Quand j’ai découvert la première édition de cet ouvrage au début des années 2000, le nom de Bernard Beauzamy ne m’était pas inconnu, mais associé à des travaux d’une nature résolument plus abstraite, sur les espaces de l’analyse fonctionnelle [1]. Après une carrière au plus haut niveau universitaire, l’auteur s’est en effet mué en consultant et dirigeant de société, confronté aux questions et problèmes du monde « réel » et de l’entreprise. De là découle sans doute cet exposé des méthodes probabilistes qui combine d’une façon assez peu commune une démarche et un point de vue d’ingénieur, avec le sens du détail et de la rigueur mathématique. Nous voilà donc en présence d’un manuel original, loin des canons universitaires habituels dans le domaine et fruit d’une trentaine d’années de pratique.

Pour le lecteur qui a déjà envie d’abandonner la lecture de ces notes, voici un raccourci extrait des premières pages du livre, résumant bien les intentions :

« Le présent ouvrage cherche à explorer une zone d’ombre, à éclaircir un paradoxe : le fossé qui sépare les concepts probabilistes et l’usage qu’on en fait, ou qu’on peut en faire en pratique, au travers notamment des statistiques. Ce fossé n’est pas une fissure, c’est un abîme ».

Un ouvrage original

Dans le monde académique, le sujet revêt traditionnellement une vocation mathématique, en lien très étroit avec d’autres branches de l’analyse, et tout particulièrement la théorie de la mesure et de l’intégration. Le cheminement d’usage, très axiomatique, y est parfaitement légitime, mais peu favorable à la compréhension des motivations profondes sous-jacentes aux concepts abstraits et à l’appropriation des techniques de modélisation en vraie grandeur. La présentation obéit ici à une optique tout à fait complémentaire, qui prend à leur début différentes manifestations du hasard et construit de manière progressive et très pédagogique le concept de probabilité, à partir d’exemples issus de l’expérience du praticien.
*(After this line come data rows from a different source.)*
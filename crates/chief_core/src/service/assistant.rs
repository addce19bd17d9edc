//! Scripted assistant replies.
//!
//! # Responsibility
//! - Route a user chat message to one canned intent by keyword.
//! - Render system messages that describe reconciliation results.
//!
//! # Invariants
//! - Routing is case-insensitive and first match wins, in the order
//!   fix/schedule, report/summary, analyze/doc.
//! - Replies are deterministic for a given prompt and context.

use crate::model::chat::{ActionKind, ChatAction};
use crate::policy::reconcile::ReconcileOutcome;
use crate::repo::goal_registry::GoalRegistry;
use once_cell::sync::Lazy;
use regex::Regex;

static FIX_RE: Lazy<Regex> =
    Lazy::new(|| Regex::new(r"(?i)fix|schedule").expect("valid fix intent regex"));
static REPORT_RE: Lazy<Regex> =
    Lazy::new(|| Regex::new(r"(?i)report|summary").expect("valid report intent regex"));
static DOC_RE: Lazy<Regex> =
    Lazy::new(|| Regex::new(r"(?i)analy[sz]e|doc").expect("valid doc intent regex"));

const HELP_TEXT: &str =
    "I'm listening. You can ask me to 'Fix my schedule', 'Analyze a doc', or 'Generate a report'.";

#[derive(Debug, Clone, Copy, PartialEq, Eq)]
pub enum Intent {
    FixSchedule,
    Report,
    AnalyzeDoc,
    Help,
}

pub fn detect_intent(text: &str) -> Intent {
    if FIX_RE.is_match(text) {
        Intent::FixSchedule
    } else if REPORT_RE.is_match(text) {
        Intent::Report
    } else if DOC_RE.is_match(text) {
        Intent::AnalyzeDoc
    } else {
        Intent::Help
    }
}

/// Schedule facts a reply may mention.
#[derive(Debug, Clone, Default, PartialEq, Eq)]
pub struct ReplyContext {
    pub conflicting_meetings: usize,
    /// Title of the goal with the largest allocation deficit.
    pub most_behind_goal: Option<String>,
}

#[derive(Debug, Clone, PartialEq, Eq)]
pub struct AssistantReply {
    pub text: String,
    pub action: Option<ChatAction>,
}

pub fn reply_for(text: &str, context: &ReplyContext) -> AssistantReply {
    match detect_intent(text) {
        Intent::FixSchedule => AssistantReply {
            text: fix_offer_text(context),
            action: Some(ChatAction::new(ActionKind::FixSchedule)),
        },
        Intent::Report => AssistantReply {
            text: "I've generated your weekly status report based on your calendar activity."
                .to_string(),
            action: Some(ChatAction::new(ActionKind::GenerateReport)),
        },
        Intent::AnalyzeDoc => AssistantReply {
            text: "Please drag and drop the document you'd like me to analyze, or click below to upload."
                .to_string(),
            action: Some(ChatAction::new(ActionKind::UploadDoc)),
        },
        Intent::Help => AssistantReply {
            text: HELP_TEXT.to_string(),
            action: None,
        },
    }
}

/// Opening message for a freshly loaded week.
pub fn greeting(context: &ReplyContext) -> AssistantReply {
    let text = if context.conflicting_meetings == 0 {
        "Good morning! I've analyzed your calendar against your top goals. No conflicting meetings this week."
            .to_string()
    } else {
        format!(
            "Good morning! I've analyzed your calendar against your top goals. I found {} that don't align with any active goal.",
            count_noun(context.conflicting_meetings, "high-conflict meeting", "high-conflict meetings")
        )
    };
    AssistantReply {
        text,
        action: (context.conflicting_meetings > 0).then(|| ChatAction::new(ActionKind::FixSchedule)),
    }
}

/// Confirmation posted after an auto-fix.
pub fn reconcile_summary(outcome: &ReconcileOutcome, registry: &GoalRegistry) -> String {
    if outcome.is_noop() {
        return "Your schedule is already aligned with your goals. Nothing to change.".to_string();
    }

    let titles: Vec<String> = outcome
        .added
        .iter()
        .filter_map(|block| block.goal_id.as_ref())
        .filter_map(|goal_id| registry.get(goal_id))
        .map(|goal| format!("'{}'", goal.title))
        .collect();

    let mut text = format!(
        "I've optimized your schedule. Removed {} and added {}",
        count_noun(outcome.removed.len(), "conflicting meeting", "conflicting meetings"),
        count_noun(outcome.added.len(), "focus block", "focus blocks"),
    );
    if !titles.is_empty() {
        text.push_str(" aligned with ");
        text.push_str(&join_with_and(&titles));
    }
    text.push('.');
    if !outcome.skipped.is_empty() {
        text.push_str(&format!(
            " {} could not be placed because the week is full.",
            count_noun(outcome.skipped.len(), "block", "blocks")
        ));
    }
    text
}

fn fix_offer_text(context: &ReplyContext) -> String {
    match (context.conflicting_meetings, context.most_behind_goal.as_deref()) {
        (0, Some(goal)) => format!(
            "Your meetings look fine, but '{goal}' is behind its target. Shall I add focus time?"
        ),
        (0, None) => {
            "Your schedule has no conflicting meetings. Shall I double-check it anyway?".to_string()
        }
        (count, Some(goal)) => format!(
            "I can help with that. I've identified {} that conflict with your '{goal}' goal. Shall I optimize your schedule?",
            count_noun(count, "meeting", "meetings")
        ),
        (count, None) => format!(
            "I can help with that. I've identified {} that conflict with your goals. Shall I optimize your schedule?",
            count_noun(count, "meeting", "meetings")
        ),
    }
}

fn count_noun(count: usize, singular: &str, plural: &str) -> String {
    if count == 1 {
        format!("1 {singular}")
    } else {
        format!("{count} {plural}")
    }
}

fn join_with_and(items: &[String]) -> String {
    match items {
        [] => String::new(),
        [only] => only.clone(),
        [head @ .., last] => format!("{} and {last}", head.join(", ")),
    }
}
L’approche adoptée n’est évidemment ni unique, ni réduite à cette perspective, mais elle se distingue néanmoins par un double souci permanent de :

  • S’interroger sur la pertinence et le pourquoi des axiomes et hypothèses du cadre théorique utilisé. Il s’agit en particulier de ne pas céder trop rapidement aux solutions de facilité, comme l’indépendance présumée d’évènements et de variables aléatoires ou encore le recours abusif au théorème central limite et aux lois normales.
  • S’en tenir à une forme de parcimonie qui s’attache, face à une situation donnée, à éviter tout formalisme inutile ou artificiel. Rien ne sert d’élaborer un modèle raffiné si la finesse et la qualité des données disponibles sont insuffisantes pour estimer les paramètres avec robustesse.
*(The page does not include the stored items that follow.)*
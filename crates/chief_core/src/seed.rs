//! Demo week used by the CLI smoke run, FFI bootstrap and tests.
//!
//! Tiers are recorded on the events, as a calendar import would deliver them.

use crate::model::document::DocAnalysis;
use crate::model::event::{Alignment, CalendarEvent, EventId};
use crate::model::goal::{Goal, GoalId};
use crate::policy::week::WorkWeek;

/// Demo account reported by the simulated calendar connect flow.
pub const DEMO_ACCOUNT: &str = "demo@chief.local";

#[derive(Clone, Copy)]
enum Tier {
    Green(&'static str),
    Yellow,
    Red,
}

pub fn goals() -> Vec<Goal> {
    vec![
        Goal::new(GoalId::new("g1"), "Launch V1", "#3b82f6", 40),
        Goal::new(GoalId::new("g2"), "Q3 Strategy", "#8b5cf6", 15),
        Goal::new(GoalId::new("g3"), "Hire Designer", "#10b981", 60),
    ]
}

/// Canned review returned by the simulated document analysis flow.
pub fn doc_analysis() -> DocAnalysis {
    DocAnalysis::new(
        80,
        "Aligned",
        vec![
            "Conflict: This feature contradicts the 'Simplicity' principle defined in the Org Strategy."
                .to_string(),
        ],
        vec!["Missing user retention metrics to justify this feature.".to_string()],
    )
}

/// Meetings shown before any calendar is connected.
pub fn initial_events(week: &WorkWeek) -> Vec<CalendarEvent> {
    vec![
        meeting(week, "e1", "Weekly Sync", 0, (9, 0), (10, 0), Tier::Yellow),
        meeting(week, "e2", "Stakeholder Review", 0, (11, 0), (12, 0), Tier::Red)
            .with_note("This meeting does not map to any active goal. Recommended: Decline."),
        meeting(week, "e3", "Design Huddle", 0, (14, 0), (15, 0), Tier::Green("g3")),
        meeting(week, "e4", "Random 1:1", 1, (10, 0), (10, 30), Tier::Red),
        meeting(week, "e5", "Strategy Workshop", 1, (13, 0), (15, 0), Tier::Green("g2")),
        meeting(week, "e6", "V1 Bug Triage", 2, (9, 0), (10, 0), Tier::Green("g1")),
        meeting(week, "e7", "Marketing Sync", 3, (11, 0), (12, 0), Tier::Yellow),
    ]
}

/// Meetings delivered by the simulated calendar connect flow.
pub fn imported_events(week: &WorkWeek) -> Vec<CalendarEvent> {
    vec![
        meeting(week, "imp1", "GVC: Weekly PM Sync", 0, (9, 0), (10, 0), Tier::Yellow),
        meeting(week, "imp2", "1:1 with Director", 0, (10, 30), (11, 0), Tier::Green("g2")),
        meeting(week, "imp3", "Eng Sync - V1 Launch", 0, (13, 0), (14, 0), Tier::Green("g1")),
        meeting(week, "imp4", "Coffee Chat", 0, (15, 0), (15, 30), Tier::Red)
            .with_note("Social catch-up. Low priority."),
        meeting(week, "imp5", "Q3 Roadmap Review", 1, (10, 0), (12, 0), Tier::Green("g2")),
        meeting(week, "imp6", "Design Critique", 2, (14, 0), (15, 30), Tier::Green("g3")),
        meeting(week, "imp7", "All Hands", 4, (11, 0), (12, 0), Tier::Yellow),
        meeting(week, "imp8", "Interview: Sr PM Candidate", 3, (13, 0), (14, 0), Tier::Green("g3")),
    ]
}

fn meeting(
    week: &WorkWeek,
    id: &str,
    title: &str,
    day: u32,
    start: (u32, u32),
    end: (u32, u32),
    tier: Tier,
) -> CalendarEvent {
    let (alignment, goal_id) = match tier {
        Tier::Green(goal_id) => (Alignment::Green, Some(GoalId::new(goal_id))),
        Tier::Yellow => (Alignment::Yellow, None),
        Tier::Red => (Alignment::Red, None),
    };
    let start = week
        .at(day, start.0, start.1)
        .expect("seed start time is valid");
    let end = week.at(day, end.0, end.1).expect("seed end time is valid");
    CalendarEvent::meeting(EventId::new(id), title, start, end, alignment, goal_id)
        .expect("seed events satisfy event invariants")
}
L’étude de situations réelles correspond rarement à la mise en œuvre de modèles relevant d’une application directe de cas d’école. La liste des paramètres susceptibles d’intervenir dans la formulation du problème n’est jamais complètement connue, les données utilisées en entrée sont toujours assorties d’une incertitude et immanquablement parsemées de valeurs manquantes ou erronées. L’auteur met donc souvent l’accent sur des méthodes qui s’éloignent sensiblement du point de vue standard et elles font généralement l’objet d’une rédaction bien étoffée et de calculs détaillés. Le tout peut sembler au premier abord bien dense, mais en réalité le style reste alerte et régulièrement teinté d’une bonne dose d’ironie.

L’objectif est par ailleurs de présenter en un seul volume l’ensemble des outils de nature probabiliste utiles pour la modélisation. La traditionnelle distinction entre théorie des probabilités et statistique est par conséquent peu marquée ici.

On remarquera que l’exposé introductif est plutôt copieux et se distingue tout d’abord par quelques digressions sur « l’effectivité » des mathématiques et la place qu’y occupent les probabilités. Il aborde ensuite la notion de hasard avec une déclinaison de la formule d’Henri Poincaré, à savoir qu’au moins au niveau macroscopique, ce n’est que la mesure de notre ignorance [2]. A l’échelle atomique il en va tout autrement et l’auteur, volontiers polémiste, ne résiste pas à la tentation de rappeler que René Thom qualifiait la mécanique quantique de scandale intellectuel du 20ème siècle, au sens où on s’abrite derrière le formalisme mathématique sans comprendre réellement les lois physiques [3].

Même s’il n’est pas toujours naturel ni spontané d’introduire du hasard là où il n’y en a pas a priori, l’approche probabiliste et ses outils se révèlent souvent fructueux dans bien des situations concrètes. C’est que la plupart du temps, expliciter le phénomène sous un angle purement déterministe s’avère aussi long que coûteux et pour des raisons autant humaines que techniques on serait en réalité incapable de le faire correctement.

Du concept de hasard aux problèmes industriels

La présentation est articulée autour de trois grandes parties, centrées respectivement sur la place et le rôle du hasard, les outils probabilistes et enfin le cheminement retenu pour l’étude de divers problèmes industriels.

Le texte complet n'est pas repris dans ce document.